◆ **What is expected**: Report how many lines in the entries below hold the word "Mutex". Your answer is that number alone.

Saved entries
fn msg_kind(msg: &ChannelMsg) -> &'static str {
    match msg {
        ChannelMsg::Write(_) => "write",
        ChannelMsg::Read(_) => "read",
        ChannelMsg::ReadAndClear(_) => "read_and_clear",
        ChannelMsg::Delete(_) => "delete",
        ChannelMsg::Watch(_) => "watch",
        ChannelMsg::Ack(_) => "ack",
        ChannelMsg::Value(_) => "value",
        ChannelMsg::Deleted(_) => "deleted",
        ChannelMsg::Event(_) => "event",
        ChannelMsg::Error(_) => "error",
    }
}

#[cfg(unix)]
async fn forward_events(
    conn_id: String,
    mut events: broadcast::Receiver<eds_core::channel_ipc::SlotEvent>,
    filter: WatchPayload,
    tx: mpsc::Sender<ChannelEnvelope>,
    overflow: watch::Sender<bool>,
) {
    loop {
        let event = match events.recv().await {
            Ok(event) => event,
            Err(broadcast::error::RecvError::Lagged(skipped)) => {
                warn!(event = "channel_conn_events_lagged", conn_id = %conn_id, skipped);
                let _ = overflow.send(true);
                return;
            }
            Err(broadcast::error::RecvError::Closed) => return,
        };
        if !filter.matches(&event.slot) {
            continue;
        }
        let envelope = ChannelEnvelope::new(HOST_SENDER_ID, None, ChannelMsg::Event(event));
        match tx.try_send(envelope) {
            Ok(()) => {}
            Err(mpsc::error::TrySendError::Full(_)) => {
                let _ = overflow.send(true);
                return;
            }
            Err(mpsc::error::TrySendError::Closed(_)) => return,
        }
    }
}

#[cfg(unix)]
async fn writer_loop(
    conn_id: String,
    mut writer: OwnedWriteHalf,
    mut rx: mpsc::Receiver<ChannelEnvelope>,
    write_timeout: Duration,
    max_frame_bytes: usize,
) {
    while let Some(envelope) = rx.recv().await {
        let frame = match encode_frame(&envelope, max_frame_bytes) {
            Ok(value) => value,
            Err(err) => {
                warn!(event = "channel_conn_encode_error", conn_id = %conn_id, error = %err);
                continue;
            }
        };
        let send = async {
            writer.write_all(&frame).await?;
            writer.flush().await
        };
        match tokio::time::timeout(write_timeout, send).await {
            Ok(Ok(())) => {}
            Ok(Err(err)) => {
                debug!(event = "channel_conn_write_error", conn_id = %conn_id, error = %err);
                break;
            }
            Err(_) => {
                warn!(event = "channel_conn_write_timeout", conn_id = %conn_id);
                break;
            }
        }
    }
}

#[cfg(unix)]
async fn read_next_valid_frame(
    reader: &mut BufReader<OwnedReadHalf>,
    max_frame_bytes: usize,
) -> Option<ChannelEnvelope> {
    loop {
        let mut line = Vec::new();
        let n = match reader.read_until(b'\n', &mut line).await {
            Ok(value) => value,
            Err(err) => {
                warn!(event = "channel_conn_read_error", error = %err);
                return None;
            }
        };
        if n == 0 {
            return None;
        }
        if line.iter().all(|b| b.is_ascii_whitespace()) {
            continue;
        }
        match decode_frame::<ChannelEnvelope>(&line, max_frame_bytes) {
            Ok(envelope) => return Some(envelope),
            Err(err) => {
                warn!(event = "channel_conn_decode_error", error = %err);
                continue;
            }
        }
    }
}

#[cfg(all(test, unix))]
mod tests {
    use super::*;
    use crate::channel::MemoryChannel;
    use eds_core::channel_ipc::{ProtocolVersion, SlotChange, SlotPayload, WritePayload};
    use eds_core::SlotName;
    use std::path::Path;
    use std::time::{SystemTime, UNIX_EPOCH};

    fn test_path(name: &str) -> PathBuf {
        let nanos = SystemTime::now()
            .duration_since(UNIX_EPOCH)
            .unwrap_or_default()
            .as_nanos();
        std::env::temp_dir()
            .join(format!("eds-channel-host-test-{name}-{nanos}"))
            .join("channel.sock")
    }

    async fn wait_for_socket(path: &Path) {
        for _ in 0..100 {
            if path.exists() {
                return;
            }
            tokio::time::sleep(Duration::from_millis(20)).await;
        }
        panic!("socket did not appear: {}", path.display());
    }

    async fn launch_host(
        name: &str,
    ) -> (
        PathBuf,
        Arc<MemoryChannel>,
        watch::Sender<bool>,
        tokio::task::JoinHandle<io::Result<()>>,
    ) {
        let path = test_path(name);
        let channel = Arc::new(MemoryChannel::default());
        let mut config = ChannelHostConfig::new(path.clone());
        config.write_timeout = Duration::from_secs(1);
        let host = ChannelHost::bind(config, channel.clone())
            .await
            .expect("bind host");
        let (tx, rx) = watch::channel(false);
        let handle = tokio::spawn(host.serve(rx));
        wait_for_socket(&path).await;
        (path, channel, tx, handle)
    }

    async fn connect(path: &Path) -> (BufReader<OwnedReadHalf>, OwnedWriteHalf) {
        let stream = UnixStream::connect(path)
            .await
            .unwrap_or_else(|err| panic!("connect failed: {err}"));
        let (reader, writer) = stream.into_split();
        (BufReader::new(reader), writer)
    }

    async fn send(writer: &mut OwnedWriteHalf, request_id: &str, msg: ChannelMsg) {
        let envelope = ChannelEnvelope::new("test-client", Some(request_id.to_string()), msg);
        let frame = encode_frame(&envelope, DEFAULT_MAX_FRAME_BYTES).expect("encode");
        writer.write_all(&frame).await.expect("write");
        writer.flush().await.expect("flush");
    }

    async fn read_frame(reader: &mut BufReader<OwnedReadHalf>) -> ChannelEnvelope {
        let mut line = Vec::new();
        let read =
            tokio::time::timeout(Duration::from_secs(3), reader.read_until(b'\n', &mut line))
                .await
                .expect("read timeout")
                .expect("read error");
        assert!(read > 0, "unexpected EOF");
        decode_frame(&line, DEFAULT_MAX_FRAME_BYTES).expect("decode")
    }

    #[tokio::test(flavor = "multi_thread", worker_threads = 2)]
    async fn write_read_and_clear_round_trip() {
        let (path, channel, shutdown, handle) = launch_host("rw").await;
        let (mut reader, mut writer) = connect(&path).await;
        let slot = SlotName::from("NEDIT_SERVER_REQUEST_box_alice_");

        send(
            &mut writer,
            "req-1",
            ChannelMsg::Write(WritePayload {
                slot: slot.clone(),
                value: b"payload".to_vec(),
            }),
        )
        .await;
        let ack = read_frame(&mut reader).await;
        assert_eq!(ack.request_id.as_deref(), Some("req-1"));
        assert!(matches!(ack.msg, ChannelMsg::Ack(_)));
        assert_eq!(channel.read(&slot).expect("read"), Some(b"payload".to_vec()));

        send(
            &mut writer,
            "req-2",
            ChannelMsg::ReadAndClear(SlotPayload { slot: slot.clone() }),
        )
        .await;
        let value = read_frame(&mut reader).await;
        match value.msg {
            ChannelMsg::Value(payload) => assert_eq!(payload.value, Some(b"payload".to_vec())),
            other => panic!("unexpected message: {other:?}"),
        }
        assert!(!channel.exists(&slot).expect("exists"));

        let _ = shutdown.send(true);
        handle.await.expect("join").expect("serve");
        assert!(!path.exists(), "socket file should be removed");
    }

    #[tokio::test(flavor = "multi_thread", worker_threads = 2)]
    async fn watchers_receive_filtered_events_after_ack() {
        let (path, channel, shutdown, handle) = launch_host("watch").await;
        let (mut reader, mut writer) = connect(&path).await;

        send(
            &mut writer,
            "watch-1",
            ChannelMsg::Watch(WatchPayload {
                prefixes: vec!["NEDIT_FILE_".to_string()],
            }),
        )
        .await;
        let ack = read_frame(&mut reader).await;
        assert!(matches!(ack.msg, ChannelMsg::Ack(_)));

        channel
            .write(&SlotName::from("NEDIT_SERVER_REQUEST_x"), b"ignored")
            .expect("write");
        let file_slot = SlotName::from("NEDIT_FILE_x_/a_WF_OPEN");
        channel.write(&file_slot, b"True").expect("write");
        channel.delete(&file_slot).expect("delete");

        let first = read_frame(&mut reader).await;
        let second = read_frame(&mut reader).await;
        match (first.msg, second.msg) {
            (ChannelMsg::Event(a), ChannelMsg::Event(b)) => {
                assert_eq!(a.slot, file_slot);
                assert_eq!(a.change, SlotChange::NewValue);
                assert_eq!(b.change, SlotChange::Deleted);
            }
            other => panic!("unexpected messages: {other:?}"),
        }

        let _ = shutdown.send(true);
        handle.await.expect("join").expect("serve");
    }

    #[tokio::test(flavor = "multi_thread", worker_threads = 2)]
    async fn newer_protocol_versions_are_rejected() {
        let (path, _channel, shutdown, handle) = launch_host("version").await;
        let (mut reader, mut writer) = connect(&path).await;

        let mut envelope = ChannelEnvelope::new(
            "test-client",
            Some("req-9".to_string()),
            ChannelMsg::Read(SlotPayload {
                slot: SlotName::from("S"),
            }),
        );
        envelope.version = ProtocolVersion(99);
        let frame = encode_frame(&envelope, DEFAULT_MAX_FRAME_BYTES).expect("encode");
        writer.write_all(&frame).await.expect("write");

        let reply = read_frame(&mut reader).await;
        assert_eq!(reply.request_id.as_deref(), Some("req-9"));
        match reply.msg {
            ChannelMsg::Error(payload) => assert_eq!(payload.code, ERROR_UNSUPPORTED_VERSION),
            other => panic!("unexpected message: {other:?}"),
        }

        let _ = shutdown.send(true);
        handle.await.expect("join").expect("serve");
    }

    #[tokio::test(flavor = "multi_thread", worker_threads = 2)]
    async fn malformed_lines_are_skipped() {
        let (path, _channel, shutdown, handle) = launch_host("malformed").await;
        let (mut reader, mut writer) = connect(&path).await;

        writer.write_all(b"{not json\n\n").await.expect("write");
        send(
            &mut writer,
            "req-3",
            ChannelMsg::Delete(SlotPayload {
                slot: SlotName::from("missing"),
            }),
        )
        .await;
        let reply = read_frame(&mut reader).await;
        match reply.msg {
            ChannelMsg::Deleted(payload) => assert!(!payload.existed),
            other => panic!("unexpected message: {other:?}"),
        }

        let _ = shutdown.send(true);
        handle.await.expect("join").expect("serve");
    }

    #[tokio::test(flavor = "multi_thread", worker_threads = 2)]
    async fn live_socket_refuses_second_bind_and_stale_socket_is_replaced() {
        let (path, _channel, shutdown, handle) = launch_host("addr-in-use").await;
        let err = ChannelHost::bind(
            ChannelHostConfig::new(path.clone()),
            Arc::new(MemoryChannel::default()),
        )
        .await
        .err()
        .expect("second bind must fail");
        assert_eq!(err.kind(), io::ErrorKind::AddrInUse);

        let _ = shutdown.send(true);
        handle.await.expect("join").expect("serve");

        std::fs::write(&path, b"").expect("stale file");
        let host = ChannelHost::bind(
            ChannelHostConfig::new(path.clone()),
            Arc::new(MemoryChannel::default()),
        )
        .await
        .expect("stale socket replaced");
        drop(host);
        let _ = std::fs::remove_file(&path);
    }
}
--
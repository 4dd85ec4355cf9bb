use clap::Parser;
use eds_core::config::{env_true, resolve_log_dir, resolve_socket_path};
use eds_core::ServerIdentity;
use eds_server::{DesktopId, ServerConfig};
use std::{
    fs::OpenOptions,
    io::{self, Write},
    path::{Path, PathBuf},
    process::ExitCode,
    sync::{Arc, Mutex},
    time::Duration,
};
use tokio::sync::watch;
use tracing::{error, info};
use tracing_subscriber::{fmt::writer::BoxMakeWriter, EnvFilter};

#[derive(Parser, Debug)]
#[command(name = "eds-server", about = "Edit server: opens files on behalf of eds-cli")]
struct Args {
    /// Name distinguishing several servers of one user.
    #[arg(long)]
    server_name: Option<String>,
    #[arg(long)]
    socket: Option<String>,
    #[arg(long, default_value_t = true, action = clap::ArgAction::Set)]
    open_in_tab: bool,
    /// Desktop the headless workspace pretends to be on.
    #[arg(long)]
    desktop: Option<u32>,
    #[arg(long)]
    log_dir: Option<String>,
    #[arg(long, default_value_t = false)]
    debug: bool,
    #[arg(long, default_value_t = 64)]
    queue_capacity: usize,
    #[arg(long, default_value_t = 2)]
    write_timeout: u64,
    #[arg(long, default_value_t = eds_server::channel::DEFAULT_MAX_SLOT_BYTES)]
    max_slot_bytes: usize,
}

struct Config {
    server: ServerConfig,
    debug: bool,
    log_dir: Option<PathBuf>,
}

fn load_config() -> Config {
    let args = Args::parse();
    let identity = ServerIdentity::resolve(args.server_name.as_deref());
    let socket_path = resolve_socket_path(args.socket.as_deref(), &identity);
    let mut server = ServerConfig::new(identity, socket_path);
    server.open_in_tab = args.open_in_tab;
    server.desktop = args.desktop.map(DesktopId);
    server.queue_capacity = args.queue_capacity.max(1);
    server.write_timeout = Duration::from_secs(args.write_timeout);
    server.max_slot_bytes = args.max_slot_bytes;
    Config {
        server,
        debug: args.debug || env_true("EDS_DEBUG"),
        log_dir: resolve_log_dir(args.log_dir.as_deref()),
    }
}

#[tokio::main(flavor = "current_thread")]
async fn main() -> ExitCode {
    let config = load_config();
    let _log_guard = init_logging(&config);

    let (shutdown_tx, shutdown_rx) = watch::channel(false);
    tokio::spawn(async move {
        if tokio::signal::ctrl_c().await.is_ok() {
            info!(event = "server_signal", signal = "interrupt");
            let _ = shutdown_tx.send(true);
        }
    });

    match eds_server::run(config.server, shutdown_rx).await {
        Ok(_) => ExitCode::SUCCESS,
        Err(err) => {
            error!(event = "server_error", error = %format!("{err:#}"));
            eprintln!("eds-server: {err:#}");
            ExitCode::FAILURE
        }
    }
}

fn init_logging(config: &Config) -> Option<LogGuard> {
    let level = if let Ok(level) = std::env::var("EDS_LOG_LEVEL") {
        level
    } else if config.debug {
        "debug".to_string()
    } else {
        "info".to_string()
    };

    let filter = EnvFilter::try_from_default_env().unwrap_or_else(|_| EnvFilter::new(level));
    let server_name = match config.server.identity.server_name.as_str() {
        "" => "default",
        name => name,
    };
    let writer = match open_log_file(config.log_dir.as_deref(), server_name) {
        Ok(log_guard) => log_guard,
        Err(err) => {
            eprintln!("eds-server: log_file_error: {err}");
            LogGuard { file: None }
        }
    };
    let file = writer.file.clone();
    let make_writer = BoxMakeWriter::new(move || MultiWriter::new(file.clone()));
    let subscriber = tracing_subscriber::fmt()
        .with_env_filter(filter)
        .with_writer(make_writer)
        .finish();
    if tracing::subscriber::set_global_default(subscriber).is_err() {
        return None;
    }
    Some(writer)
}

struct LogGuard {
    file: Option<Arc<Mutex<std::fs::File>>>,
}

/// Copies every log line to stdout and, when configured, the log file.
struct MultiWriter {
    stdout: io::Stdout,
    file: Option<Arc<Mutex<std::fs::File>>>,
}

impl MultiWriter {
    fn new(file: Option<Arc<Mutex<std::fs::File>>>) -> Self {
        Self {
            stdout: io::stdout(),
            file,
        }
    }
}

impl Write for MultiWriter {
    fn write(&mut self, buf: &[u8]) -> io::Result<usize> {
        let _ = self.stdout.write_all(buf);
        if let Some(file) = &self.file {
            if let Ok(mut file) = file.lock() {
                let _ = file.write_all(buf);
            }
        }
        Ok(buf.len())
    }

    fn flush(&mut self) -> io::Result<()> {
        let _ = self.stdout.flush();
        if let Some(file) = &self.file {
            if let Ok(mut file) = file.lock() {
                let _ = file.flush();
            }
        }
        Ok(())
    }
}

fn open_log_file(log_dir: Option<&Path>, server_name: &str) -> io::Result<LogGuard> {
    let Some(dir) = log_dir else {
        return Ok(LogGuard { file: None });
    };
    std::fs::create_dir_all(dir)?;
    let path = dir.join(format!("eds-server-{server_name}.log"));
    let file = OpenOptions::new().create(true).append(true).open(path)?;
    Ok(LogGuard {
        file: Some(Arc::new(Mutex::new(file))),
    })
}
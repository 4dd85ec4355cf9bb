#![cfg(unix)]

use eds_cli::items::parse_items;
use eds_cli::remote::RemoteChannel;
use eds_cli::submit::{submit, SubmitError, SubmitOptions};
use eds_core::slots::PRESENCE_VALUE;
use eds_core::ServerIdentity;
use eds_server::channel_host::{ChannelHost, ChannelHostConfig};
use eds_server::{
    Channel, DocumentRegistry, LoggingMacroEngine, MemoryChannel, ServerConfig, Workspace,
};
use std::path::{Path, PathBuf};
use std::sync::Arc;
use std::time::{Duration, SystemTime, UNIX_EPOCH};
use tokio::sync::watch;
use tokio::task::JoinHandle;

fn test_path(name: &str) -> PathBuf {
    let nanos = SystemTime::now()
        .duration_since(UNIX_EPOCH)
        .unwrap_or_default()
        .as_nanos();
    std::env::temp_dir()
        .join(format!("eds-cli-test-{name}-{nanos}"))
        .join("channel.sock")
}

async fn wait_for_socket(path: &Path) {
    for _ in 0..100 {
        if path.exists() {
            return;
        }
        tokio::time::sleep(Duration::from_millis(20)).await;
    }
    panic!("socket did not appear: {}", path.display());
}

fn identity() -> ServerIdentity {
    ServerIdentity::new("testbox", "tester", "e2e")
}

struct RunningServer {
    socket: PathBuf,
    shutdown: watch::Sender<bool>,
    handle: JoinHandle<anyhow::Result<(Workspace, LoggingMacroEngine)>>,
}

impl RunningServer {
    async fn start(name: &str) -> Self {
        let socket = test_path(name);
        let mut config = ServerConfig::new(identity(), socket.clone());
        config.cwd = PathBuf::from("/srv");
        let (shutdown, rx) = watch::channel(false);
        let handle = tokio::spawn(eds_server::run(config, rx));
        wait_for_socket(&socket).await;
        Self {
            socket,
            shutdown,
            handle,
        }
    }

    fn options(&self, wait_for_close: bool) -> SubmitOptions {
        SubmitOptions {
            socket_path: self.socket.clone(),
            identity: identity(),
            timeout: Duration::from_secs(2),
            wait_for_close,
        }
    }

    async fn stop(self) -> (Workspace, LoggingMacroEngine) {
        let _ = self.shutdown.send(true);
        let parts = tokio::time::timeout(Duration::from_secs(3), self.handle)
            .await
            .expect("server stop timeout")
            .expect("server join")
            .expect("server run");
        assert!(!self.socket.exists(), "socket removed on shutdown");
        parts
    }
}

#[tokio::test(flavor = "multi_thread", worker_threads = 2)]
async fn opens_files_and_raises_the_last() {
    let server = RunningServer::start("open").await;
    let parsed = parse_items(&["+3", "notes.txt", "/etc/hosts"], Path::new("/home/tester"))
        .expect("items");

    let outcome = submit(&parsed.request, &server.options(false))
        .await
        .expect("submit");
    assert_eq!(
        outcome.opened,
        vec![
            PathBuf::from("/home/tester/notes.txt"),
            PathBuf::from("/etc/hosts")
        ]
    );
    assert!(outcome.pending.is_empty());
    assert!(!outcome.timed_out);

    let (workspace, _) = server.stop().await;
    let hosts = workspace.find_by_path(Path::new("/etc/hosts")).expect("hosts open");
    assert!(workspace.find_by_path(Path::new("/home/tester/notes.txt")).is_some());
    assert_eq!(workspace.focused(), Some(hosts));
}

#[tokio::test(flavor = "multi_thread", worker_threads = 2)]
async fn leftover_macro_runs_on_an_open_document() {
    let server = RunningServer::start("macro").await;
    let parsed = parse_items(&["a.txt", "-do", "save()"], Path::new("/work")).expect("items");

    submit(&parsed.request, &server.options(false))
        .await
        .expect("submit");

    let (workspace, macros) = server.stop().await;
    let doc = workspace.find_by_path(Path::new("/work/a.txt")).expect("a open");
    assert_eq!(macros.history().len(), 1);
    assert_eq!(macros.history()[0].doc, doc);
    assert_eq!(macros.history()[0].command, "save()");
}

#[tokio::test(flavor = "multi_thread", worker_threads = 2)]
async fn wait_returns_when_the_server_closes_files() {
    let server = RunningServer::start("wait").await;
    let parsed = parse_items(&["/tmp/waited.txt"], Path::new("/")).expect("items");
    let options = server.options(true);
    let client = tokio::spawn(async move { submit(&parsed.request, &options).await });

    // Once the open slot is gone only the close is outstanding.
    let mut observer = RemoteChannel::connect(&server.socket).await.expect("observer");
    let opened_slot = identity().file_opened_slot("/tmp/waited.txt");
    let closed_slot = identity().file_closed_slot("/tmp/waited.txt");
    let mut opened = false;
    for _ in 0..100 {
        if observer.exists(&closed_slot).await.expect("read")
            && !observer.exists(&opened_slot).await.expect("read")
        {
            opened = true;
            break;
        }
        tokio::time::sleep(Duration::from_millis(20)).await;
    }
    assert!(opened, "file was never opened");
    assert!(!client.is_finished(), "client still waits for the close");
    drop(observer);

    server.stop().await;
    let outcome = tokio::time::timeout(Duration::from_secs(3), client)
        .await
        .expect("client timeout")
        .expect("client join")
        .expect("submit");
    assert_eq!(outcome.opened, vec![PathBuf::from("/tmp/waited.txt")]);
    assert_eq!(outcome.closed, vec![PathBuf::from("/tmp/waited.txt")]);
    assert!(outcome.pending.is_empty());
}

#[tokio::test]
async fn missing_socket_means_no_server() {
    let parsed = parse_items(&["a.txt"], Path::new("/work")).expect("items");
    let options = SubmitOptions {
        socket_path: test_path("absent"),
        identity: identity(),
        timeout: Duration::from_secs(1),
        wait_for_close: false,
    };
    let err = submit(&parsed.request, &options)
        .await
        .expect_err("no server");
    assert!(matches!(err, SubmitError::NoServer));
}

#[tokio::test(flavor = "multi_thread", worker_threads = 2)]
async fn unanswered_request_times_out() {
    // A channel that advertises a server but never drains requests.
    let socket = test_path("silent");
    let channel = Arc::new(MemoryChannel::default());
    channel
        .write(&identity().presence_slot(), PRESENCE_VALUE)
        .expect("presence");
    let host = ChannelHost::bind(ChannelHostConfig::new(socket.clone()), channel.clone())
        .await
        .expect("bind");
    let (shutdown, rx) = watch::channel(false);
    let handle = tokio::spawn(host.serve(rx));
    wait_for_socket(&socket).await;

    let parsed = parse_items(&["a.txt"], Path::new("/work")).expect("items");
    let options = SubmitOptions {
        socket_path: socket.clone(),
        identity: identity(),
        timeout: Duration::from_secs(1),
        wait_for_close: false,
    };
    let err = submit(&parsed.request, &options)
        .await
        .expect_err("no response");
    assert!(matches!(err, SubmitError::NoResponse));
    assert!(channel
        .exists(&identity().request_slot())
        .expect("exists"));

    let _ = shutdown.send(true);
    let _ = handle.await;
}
...
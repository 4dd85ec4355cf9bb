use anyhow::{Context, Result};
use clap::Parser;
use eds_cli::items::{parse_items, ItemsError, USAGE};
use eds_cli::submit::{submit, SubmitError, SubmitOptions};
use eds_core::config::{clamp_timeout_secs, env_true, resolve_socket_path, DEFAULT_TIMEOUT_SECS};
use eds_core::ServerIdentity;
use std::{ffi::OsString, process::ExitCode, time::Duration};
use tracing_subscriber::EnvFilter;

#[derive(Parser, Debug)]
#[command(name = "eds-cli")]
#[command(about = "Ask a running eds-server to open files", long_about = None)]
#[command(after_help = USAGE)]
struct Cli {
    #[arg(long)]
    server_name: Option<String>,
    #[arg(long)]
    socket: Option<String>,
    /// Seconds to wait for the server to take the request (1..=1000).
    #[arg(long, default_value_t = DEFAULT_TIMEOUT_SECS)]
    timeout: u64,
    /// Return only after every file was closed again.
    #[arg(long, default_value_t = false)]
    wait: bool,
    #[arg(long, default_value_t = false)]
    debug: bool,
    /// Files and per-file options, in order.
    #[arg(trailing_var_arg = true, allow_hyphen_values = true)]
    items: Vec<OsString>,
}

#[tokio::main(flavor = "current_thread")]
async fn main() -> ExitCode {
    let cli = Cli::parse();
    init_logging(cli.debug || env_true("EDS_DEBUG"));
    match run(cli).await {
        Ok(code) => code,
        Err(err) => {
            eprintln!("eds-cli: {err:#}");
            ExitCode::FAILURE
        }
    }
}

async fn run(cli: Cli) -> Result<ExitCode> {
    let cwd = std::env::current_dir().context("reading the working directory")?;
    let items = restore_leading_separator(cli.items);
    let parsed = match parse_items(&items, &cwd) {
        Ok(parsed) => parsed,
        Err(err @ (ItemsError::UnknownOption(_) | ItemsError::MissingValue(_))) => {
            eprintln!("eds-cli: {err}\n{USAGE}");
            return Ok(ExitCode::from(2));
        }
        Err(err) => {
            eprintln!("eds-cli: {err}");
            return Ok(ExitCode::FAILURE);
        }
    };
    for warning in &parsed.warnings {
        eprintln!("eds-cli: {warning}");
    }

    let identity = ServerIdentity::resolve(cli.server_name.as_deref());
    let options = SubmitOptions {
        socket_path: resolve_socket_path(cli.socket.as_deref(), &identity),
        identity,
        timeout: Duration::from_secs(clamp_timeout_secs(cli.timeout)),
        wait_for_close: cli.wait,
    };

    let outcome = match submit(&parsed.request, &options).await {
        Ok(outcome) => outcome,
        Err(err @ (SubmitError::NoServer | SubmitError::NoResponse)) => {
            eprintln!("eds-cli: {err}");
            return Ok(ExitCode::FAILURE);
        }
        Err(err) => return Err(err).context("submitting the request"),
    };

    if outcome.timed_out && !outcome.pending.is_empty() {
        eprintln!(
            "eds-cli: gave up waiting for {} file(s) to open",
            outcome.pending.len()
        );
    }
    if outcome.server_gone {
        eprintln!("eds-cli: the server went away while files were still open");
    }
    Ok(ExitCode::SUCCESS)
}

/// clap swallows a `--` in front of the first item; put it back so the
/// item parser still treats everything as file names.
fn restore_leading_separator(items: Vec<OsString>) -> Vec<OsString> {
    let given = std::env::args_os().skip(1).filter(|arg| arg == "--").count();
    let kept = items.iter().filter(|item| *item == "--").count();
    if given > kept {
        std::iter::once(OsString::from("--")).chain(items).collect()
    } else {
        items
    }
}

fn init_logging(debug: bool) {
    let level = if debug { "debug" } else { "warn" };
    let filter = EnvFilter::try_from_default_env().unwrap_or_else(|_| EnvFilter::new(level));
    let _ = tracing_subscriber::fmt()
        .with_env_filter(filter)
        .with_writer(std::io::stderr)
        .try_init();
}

◆ **Completed exercise**: 5